Lawrie first met Goodhue in the mid-1890s when he (Lawrie) was about age 20. Working first with Cram and Goodhue, then with Goodhue on his own, Lawrie produced sculpture for a variety of major architectural commissions over the next two decades. In the process, he and Goodhue became esteemed friends as well as close colleagues. When in 1921 the American Institute of Architects awarded Goodhue a medal of merit, he insisted on having it re-engraved to share credit with Lawrie.
The two collaborators’ breakthrough opportunity came when Goodhue won the commission to design a state capitol building for Nebraska and insisted that Lawrie be hired to model all of the sculpture.
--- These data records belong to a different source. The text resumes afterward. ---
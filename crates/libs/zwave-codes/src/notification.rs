//! Notification type and notification code tables.
//!
//! Numbering follows the driver's `Notification::NotificationType` and
//! `Notification::NotificationCode` enumerations; records carry the raw byte
//! and are decoded here only when needed.

use std::fmt;
use std::str::FromStr;

use serde::{Deserialize, Serialize};

use crate::error::CodeError;

/// Kind of asynchronous notification delivered by the driver.
#[derive(Debug, Clone, Copy, PartialEq, Eq, Hash, Serialize, Deserialize)]
#[serde(rename_all = "SCREAMING_SNAKE_CASE")]
#[repr(u8)]
pub enum NotificationType {
    // Values (0x00-0x04)
    ValueAdded = 0,
    ValueRemoved = 1,
    ValueChanged = 2,
    ValueRefreshed = 3,
    Group = 4,

    // Node lifecycle (0x05-0x0A)
    NodeNew = 5,
    NodeAdded = 6,
    NodeRemoved = 7,
    NodeProtocolInfo = 8,
    NodeNaming = 9,
    NodeEvent = 10,

    // Polling, scenes and buttons (0x0B-0x11)
    PollingDisabled = 11,
    PollingEnabled = 12,
    SceneEvent = 13,
    CreateButton = 14,
    DeleteButton = 15,
    ButtonOn = 16,
    ButtonOff = 17,

    // Driver (0x12-0x14)
    DriverReady = 18,
    DriverFailed = 19,
    DriverReset = 20,

    // Query progress (0x15-0x19)
    EssentialNodeQueriesComplete = 21,
    NodeQueriesComplete = 22,
    AwakeNodesQueried = 23,
    AllNodesQueriedSomeDead = 24,
    AllNodesQueried = 25,

    // Misc (0x1A-0x1D)
    Notification = 26,
    DriverRemoved = 27,
    ControllerCommand = 28,
    NodeReset = 29,
}

impl NotificationType {
    /// Every known notification type, in code order.
    pub const ALL: [NotificationType; 30] = [
        Self::ValueAdded,
        Self::ValueRemoved,
        Self::ValueChanged,
        Self::ValueRefreshed,
        Self::Group,
        Self::NodeNew,
        Self::NodeAdded,
        Self::NodeRemoved,
        Self::NodeProtocolInfo,
        Self::NodeNaming,
        Self::NodeEvent,
        Self::PollingDisabled,
        Self::PollingEnabled,
        Self::SceneEvent,
        Self::CreateButton,
        Self::DeleteButton,
        Self::ButtonOn,
        Self::ButtonOff,
        Self::DriverReady,
        Self::DriverFailed,
        Self::DriverReset,
        Self::EssentialNodeQueriesComplete,
        Self::NodeQueriesComplete,
        Self::AwakeNodesQueried,
        Self::AllNodesQueriedSomeDead,
        Self::AllNodesQueried,
        Self::Notification,
        Self::DriverRemoved,
        Self::ControllerCommand,
        Self::NodeReset,
    ];

    /// Convert from the raw code carried by a notification record.
    pub fn from_code(code: u8) -> Option<Self> {
        Self::ALL.get(usize::from(code)).copied()
    }

    pub fn code(self) -> u8 {
        self as u8
    }

    /// Diagnostic name, e.g. `VALUE_ADDED`.
    pub fn name(self) -> &'static str {
        match self {
            Self::ValueAdded => "VALUE_ADDED",
            Self::ValueRemoved => "VALUE_REMOVED",
            Self::ValueChanged => "VALUE_CHANGED",
            Self::ValueRefreshed => "VALUE_REFRESHED",
            Self::Group => "GROUP",
            Self::NodeNew => "NODE_NEW",
            Self::NodeAdded => "NODE_ADDED",
            Self::NodeRemoved => "NODE_REMOVED",
            Self::NodeProtocolInfo => "NODE_PROTOCOL_INFO",
            Self::NodeNaming => "NODE_NAMING",
            Self::NodeEvent => "NODE_EVENT",
            Self::PollingDisabled => "POLLING_DISABLED",
            Self::PollingEnabled => "POLLING_ENABLED",
            Self::SceneEvent => "SCENE_EVENT",
            Self::CreateButton => "CREATE_BUTTON",
            Self::DeleteButton => "DELETE_BUTTON",
            Self::ButtonOn => "BUTTON_ON",
            Self::ButtonOff => "BUTTON_OFF",
            Self::DriverReady => "DRIVER_READY",
            Self::DriverFailed => "DRIVER_FAILED",
            Self::DriverReset => "DRIVER_RESET",
            Self::EssentialNodeQueriesComplete => "ESSENTIAL_NODE_QUERIES_COMPLETE",
            Self::NodeQueriesComplete => "NODE_QUERIES_COMPLETE",
            Self::AwakeNodesQueried => "AWAKE_NODES_QUERIED",
            Self::AllNodesQueriedSomeDead => "ALL_NODES_QUERIED_SOME_DEAD",
            Self::AllNodesQueried => "ALL_NODES_QUERIED",
            Self::Notification => "NOTIFICATION",
            Self::DriverRemoved => "DRIVER_REMOVED",
            Self::ControllerCommand => "CONTROLLER_COMMAND",
            Self::NodeReset => "NODE_RESET",
        }
    }

    /// `true` for the value add/change/refresh family that carries a payload.
    pub fn carries_value(self) -> bool {
        matches!(self, Self::ValueAdded | Self::ValueChanged | Self::ValueRefreshed)
    }
}

impl fmt::Display for NotificationType {
    fn fmt(&self, f: &mut fmt::Formatter<'_>) -> fmt::Result {
        f.write_str(self.name())
    }
}

impl FromStr for NotificationType {
    type Err = CodeError;

    fn from_str(s: &str) -> Result<Self, Self::Err> {
        Self::ALL
            .iter()
            .copied()
            .find(|t| t.name().eq_ignore_ascii_case(s.trim()))
            .ok_or_else(|| CodeError::unknown("notification type", s))
    }
}

/// Secondary code attached to `NOTIFICATION` records.
#[derive(Debug, Clone, Copy, PartialEq, Eq, Hash, Serialize, Deserialize)]
#[serde(rename_all = "SCREAMING_SNAKE_CASE")]
#[repr(u8)]
pub enum NotificationCode {
    MsgComplete = 0,
    Timeout = 1,
    NoOperation = 2,
    Awake = 3,
    Sleep = 4,
    Dead = 5,
    Alive = 6,
}

impl NotificationCode {
    pub const ALL: [NotificationCode; 7] = [
        Self::MsgComplete,
        Self::Timeout,
        Self::NoOperation,
        Self::Awake,
        Self::Sleep,
        Self::Dead,
        Self::Alive,
    ];

    pub fn from_code(code: u8) -> Option<Self> {
        Self::ALL.get(usize::from(code)).copied()
    }

    pub fn code(self) -> u8 {
        self as u8
    }

    pub fn name(self) -> &'static str {
        match self {
            Self::MsgComplete => "MSG_COMPLETE",
            Self::Timeout => "TIMEOUT",
            Self::NoOperation => "NO_OPERATION",
            Self::Awake => "AWAKE",
            Self::Sleep => "SLEEP",
            Self::Dead => "DEAD",
            Self::Alive => "ALIVE",
        }
    }
}

impl fmt::Display for NotificationCode {
    fn fmt(&self, f: &mut fmt::Formatter<'_>) -> fmt::Result {
        f.write_str(self.name())
    }
}

impl FromStr for NotificationCode {
    type Err = CodeError;

    fn from_str(s: &str) -> Result<Self, Self::Err> {
        Self::ALL
            .iter()
            .copied()
            .find(|c| c.name().eq_ignore_ascii_case(s.trim()))
            .ok_or_else(|| CodeError::unknown("notification code", s))
    }
}

#[cfg(test)]
mod tests {
    use super::*;

    #[test]
    fn table_order_matches_codes() {
        for (i, t) in NotificationType::ALL.iter().enumerate() {
            assert_eq!(usize::from(t.code()), i, "{t} out of place");
        }
        for (i, c) in NotificationCode::ALL.iter().enumerate() {
            assert_eq!(usize::from(c.code()), i, "{c} out of place");
        }
    }

    #[test]
    fn queries_complete_codes() {
        assert_eq!(
            NotificationType::from_code(21),
            Some(NotificationType::EssentialNodeQueriesComplete)
        );
        assert_eq!(NotificationType::from_code(22), Some(NotificationType::NodeQueriesComplete));
        assert_eq!(NotificationType::from_code(30), None);
    }

    #[test]
    fn parses_names_case_insensitively() {
        assert_eq!("value_changed".parse(), Ok(NotificationType::ValueChanged));
        assert_eq!(" DEAD ".parse(), Ok(NotificationCode::Dead));
        assert!("VALUE_EXPLODED".parse::<NotificationType>().is_err());
    }

    #[test]
    fn serde_uses_diagnostic_names() {
        let json = serde_json::to_string(&NotificationType::NodeProtocolInfo).expect("encode");
        assert_eq!(json, "\"NODE_PROTOCOL_INFO\"");
        let back: NotificationType = serde_json::from_str(&json).expect("decode");
        assert_eq!(back, NotificationType::NodeProtocolInfo);
    }

    #[test]
    fn only_value_family_carries_value() {
        let carrying: Vec<_> =
            NotificationType::ALL.iter().copied().filter(|t| t.carries_value()).collect();
        assert_eq!(
            carrying,
            vec![
                NotificationType::ValueAdded,
                NotificationType::ValueChanged,
                NotificationType::ValueRefreshed
            ]
        );
    }
}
Together they worked to fuse sculpture and architecture into a simplified, completely integrated design. Here is Lawrie’s description of their achievement from a memorial tribute to Goodhue:
In 1922 after a great many preliminary sketches for the work of the Nebraska Capitol, Mr. Goodhue and I arrived at a new kind of architectural sculpture that is essentially a part of the building rather than something ornate or applied...
Sculpture, here, is not sculpture, but a branch grafted on to the architectural trunk. Forms that portray animate life emerge from blocks of stone and terminate in historic expression.
Bertram Goodhue and Lee Lawrie: Nebraska State Capitol, Lincoln, Nebraska. Photograph courtesy of Sharon Hartmann, 1922-1932
Lawrie was again Goodhue’s choice for the library commission. On the same day, March 13, 1924, that he received Hartley Burr Alexander’s initial proposal for a library iconography, Goodhue wrote an enthusiastic note to the sculptor, “This morning I received a magnificent scheme for the inscriptions and sculptural subjects. I am anxious to show this to you, so won’t you telephone that you will come down...” (Goodhue’s office was on 47th St and Lawrie’s studio about 50 blocks north.) Clearly Goodhue was looking forward to debating with the sculptor ways of translating Alexander’s new iconographic scheme into sculpted form.
Goodhue’s sudden death some five weeks later meant that, instead of tackling a new project as a team, his former colleagues would face the sad task of finishing his remaining commissions without his leadership. Probably none of Goodhue’s associates was more devastated at his passing than Lee Lawrie. Here from a letter, he wrote to Hartley Burr Alexander on April 29, 1924: “It will be difficult for me to go on without him. This is the twenty-ninth year that I have worked with him. I am the only one who really needs his help, for while my part is sculpture, it is really /nothing more than/ his architecture in plastic form.”
Goodhue’s absence put Lawrie in a difficult position vis-a-vis the library board. All Los Angeles city contracts of any size were subject to competitive bidding. This was common practice but on previous commissions, Goodhue had been available to champion Lawrie and serve as a buffer between sculptor and clients. In the end, an anxious and frustrated Lawrie was forced to go through two rounds of bids before he was selected on January 14 of 1925. Whether any of the decision-makers understood how crucial Lawrie’s sculpture would be to realizing the building as conceived by Goodhue, something obvious with hindsight, they finally were willing to honor what was clearly the architect’s intention.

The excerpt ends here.